El economista y asesor legislativo Luis Carlos Olivares indicó que la prueba evidencia que el sistema financiero está saludable, “pero vemos claramente que a Coopeservidores le va mal, ¿por qué no actuaron en ese momento las autoridades?”, preguntó.

Cabe destacar que desde 2016 la Sugef realiza esa prueba para el Sistema de Intermediación Financiera, a fin de evaluar la capacidad de resistencia “de las entidades financieras a nivel individual, en dos escenarios macroeconómicos, uno base, con mayor probabilidad de ocurrencia, y otro adverso, que plantea un fuerte deterioro económico y financiero, con baja probabilidad de ocurrencia”, así como para “conocer el grado de avance de las entidades para desarrollar sus propios modelos de medición del riesgo de crédito”.

Según indica, la prueba que analizó datos de todo el 2022, se realizó durante el 2023 “y los resultados fueron comunicados a las entidades en diciembre de 2023 y publicados por primera vez, el 30 de enero del 2024 según lo acordado por el Conassif”.

No obstante, en enero del 2023 la misma superintendencia había detallado un plan de entrega de informaciones, según el cual recibirían de las entidades el cálculo del ISP en marzo, junio, septiembre y diciembre de cada año y debían publicarlo “a más tardar al vigésimo día hábil del mes siguiente según corresponda”, además de que en la documentación se indica que los resultados anuales se divulgarían el 30 abril de 2023.

El economista dijo que “de acuerdo con el calendario establecido, la superintendencia supo del estado de la suficiencia patrimonial a más tardar en marzo (2023)”, es decir, que aunque hayan publicado el estudio meses después, ya conocían la situación y pudieron tomar medidas antes, agregó.

Faltó anticipar medidas

Olivares destacó que en el escenario “adverso” que planteó la prueba se basaba en la posibilidad de inflaciones de -1,7%, 0,6% y 4,5% en los tres años proyectados (2023, 2024 y 2025), que distan mucho de la realidad que hasta el momento ha enfrentado el país, con niveles negativos de inflación, por lo que la situación de la cooperativa se agravó aún más.
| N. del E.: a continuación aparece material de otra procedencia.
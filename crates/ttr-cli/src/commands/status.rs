//! Status command: running sessions and today's sheet.
//!
//! This is the read-only refresh view: everything shown is re-derived
//! from store state on each invocation, so a shell timer can re-run it
//! on any cadence and interleave freely with writes.

use std::io::Write;

use anyhow::Result;
use chrono::{NaiveDate, NaiveDateTime};

use ttr_db::Database;

use super::day::format_day;

pub fn run<W: Write>(
    writer: &mut W,
    db: &Database,
    today: NaiveDate,
    now: NaiveDateTime,
) -> Result<()> {
    let active = db.active_entries()?;

    if active.is_empty() {
        writeln!(writer, "Nothing is running.")?;
    } else {
        writeln!(writer, "Running:")?;
        for row in &active {
            writeln!(
                writer,
                "- {} since {} ({:.2}h)",
                row.task_name,
                row.entry.start_ts.format("%H:%M:%S"),
                row.entry.display_hours(now)
            )?;
        }
    }

    writeln!(writer)?;
    write!(
        writer,
        "{}",
        format_day(today, &db.list_entries_for_date(today)?, now)
    )?;
    Ok(())
}

#[cfg(test)]
mod tests {
    use super::*;
    use chrono::NaiveDate;

    fn ts(h: u32, mi: u32) -> NaiveDateTime {
        NaiveDate::from_ymd_opt(2024, 2, 1)
            .unwrap()
            .and_hms_opt(h, mi, 0)
            .unwrap()
    }

    fn day() -> NaiveDate {
        NaiveDate::from_ymd_opt(2024, 2, 1).unwrap()
    }

    #[test]
    fn shows_running_sessions_with_live_hours() {
        let db = Database::open_in_memory().unwrap();
        let task = db.add_task("writing", None, false).unwrap();
        db.start_entry(task, ts(9, 0)).unwrap();

        let mut output = Vec::new();
        run(&mut output, &db, day(), ts(10, 30)).unwrap();
        let output = String::from_utf8(output).unwrap();

        assert!(output.contains("Running:"));
        assert!(output.contains("- writing since 09:00:00 (1.50h)"));
        assert!(output.contains("ENTRIES: 2024-02-01"));
    }

    #[test]
    fn quiet_when_nothing_is_running() {
        let db = Database::open_in_memory().unwrap();
        let mut output = Vec::new();
        run(&mut output, &db, day(), ts(10, 0)).unwrap();
        let output = String::from_utf8(output).unwrap();

        assert!(output.starts_with("Nothing is running."));
        assert!(output.contains("No entries recorded on 2024-02-01."));
    }
}
//! Shared utilities for CLI commands.

use anyhow::Context;
use chrono::{Local, NaiveDate, NaiveDateTime};

use ttr_db::Database;
use ttr_core::Task;

/// Timestamp input formats accepted on the command line, tried in order.
const INPUT_TS_FORMATS: &[&str] = &[
    "%Y-%m-%dT%H:%M:%S",
    "%Y-%m-%d %H:%M:%S",
    "%Y-%m-%dT%H:%M",
    "%Y-%m-%d %H:%M",
];

/// Parses a user-supplied timestamp.
///
/// Accepts ISO 8601 with or without seconds, with `T` or a space between
/// date and time (e.g. `2024-01-15T09:00:00`, `2024-01-15 09:00`).
pub fn parse_datetime(s: &str) -> anyhow::Result<NaiveDateTime> {
    let s = s.trim();
    for format in INPUT_TS_FORMATS {
        if let Ok(ts) = NaiveDateTime::parse_from_str(s, format) {
            return Ok(ts);
        }
    }
    anyhow::bail!("invalid timestamp: {s}. Use e.g. 2024-01-15T09:00:00 or '2024-01-15 09:00'")
}

/// The current local wall-clock time, truncated to second precision so it
/// round-trips through the storage format exactly.
pub fn now() -> NaiveDateTime {
    use chrono::Timelike;
    let now = Local::now().naive_local();
    now.with_nanosecond(0).unwrap_or(now)
}

/// The current local calendar date.
pub fn today() -> NaiveDate {
    Local::now().date_naive()
}

/// Resolves a date argument, defaulting to today.
pub fn date_or_today(date: Option<NaiveDate>) -> NaiveDate {
    date.unwrap_or_else(today)
}

/// Looks up a task by name, failing with a friendly message.
pub fn resolve_task(db: &Database, name: &str) -> anyhow::Result<Task> {
    db.find_task_by_name(name)
        .with_context(|| format!("failed to look up task '{name}'"))?
        .ok_or_else(|| anyhow::anyhow!("no task named '{name}'"))
}
//! Entry editing commands: edit, delete, placeholder rows.

use anyhow::{Context, Result};
use chrono::NaiveDate;

use ttr_db::Database;

use super::util::{parse_datetime, resolve_task};

/// Rewrites an entry's interval and optionally moves it to another task.
///
/// The store recomputes the duration and refiles the entry under the new
/// start's date, so an edit across midnight moves it to that day's sheet.
pub fn edit(
    db: &Database,
    entry_id: i64,
    start: &str,
    end: &str,
    task: Option<&str>,
) -> Result<()> {
    let new_start = parse_datetime(start).context("invalid --start")?;
    let new_end = parse_datetime(end).context("invalid --end")?;
    let new_task_id = task
        .map(|name| resolve_task(db, name).map(|t| t.id))
        .transpose()?;

    let entry = db.update_entry(entry_id, new_start, new_end, new_task_id)?;
    println!(
        "Updated entry {entry_id}: {:.2}h on {}",
        entry.duration_h, entry.date_key
    );
    Ok(())
}

/// Deletes an entry outright.
pub fn delete(db: &Database, entry_id: i64) -> Result<()> {
    db.delete_entry(entry_id)?;
    println!("Deleted entry {entry_id}");
    Ok(())
}

/// Adds a zero-duration placeholder entry so a task appears on a day's
/// sheet without being timed.
pub fn add_empty(db: &Database, task: &str, date: NaiveDate) -> Result<()> {
    let task = resolve_task(db, task)?;
    let entry_id = db.add_empty_entry(task.id, date)?;
    println!("Added placeholder entry {entry_id} for '{}' on {date}", task.name);
    Ok(())
}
Además, el economista cuestionó si la Sugef ordenó acciones correctivas para prevenir ese escenario, pues de acuerdo con la norma, la cooperativa estaría en riesgo de caer en el peor nivel de irregularidad y debían, por reglamento, aplicarse restricciones a la distribución de utilidades, capitalización y otras medidas para reducción de los riesgos.

La superintendencia indicó que había establecido un requerimiento a Coopeservidores que impedía la distribución de los excedentes del 2022, “cuya condición suspensiva fue satisfecha hasta en mayo de 2023”, aunque no se detalló si la razón que motivó esa medida fue justamente por los deficientes resultados de la prueba de estrés.

Tampoco se conoce si la suspensión de entrega de excedentes fue parcial o absoluta, de modo que solo puede interpretarse, según Olivares, que en el “mejor de los escenarios” la relación entre el patrimonio destinado a enfrentar riesgos de la cooperativa y sus obligaciones era inferior al 9% y en el peor (si no se pagó nada) significaría que “la situación es muy grave”, pues implicaría que el dinero dispuesto para cubrir riesgos representaba menos del 7% de las obligaciones.

El economista analizó los resultados financieros entregados por Coopeservidores a la autoridad financiera y destacó que ya desde 2021 se evidenciaba una ajustada relación entre sus bienes y sus obligaciones, pero empeoró en 2022 cuando el valor de sus activos se redujo en ₡6.221.303.933 y sus obligaciones crecieron en ₡3.955.927.531.

Ahí, dice Olivares, es evidente que hay una serie de malas decisiones, que se puede inferir, se debe a que se dieron préstamos a personas que no podían pagar. “Esa es una situación riesgosa para el interés público, las autoridades tenían que actuar e incluso la ley les dice cómo actuar”, indicó.

UNIVERSIDAD consultó a la superintendencia si existen informes de auditoría de la cooperativa en los últimos dos años y pidió copia de esos documentos. La oficina de prensa en respuesta, se refirió solamente al BUST.

Este Semanario solicitó también copia de las actas de Junta Directiva en que se haya discutido el BUST 2022, pero al cierre de edición no se ha recibido esos documentos.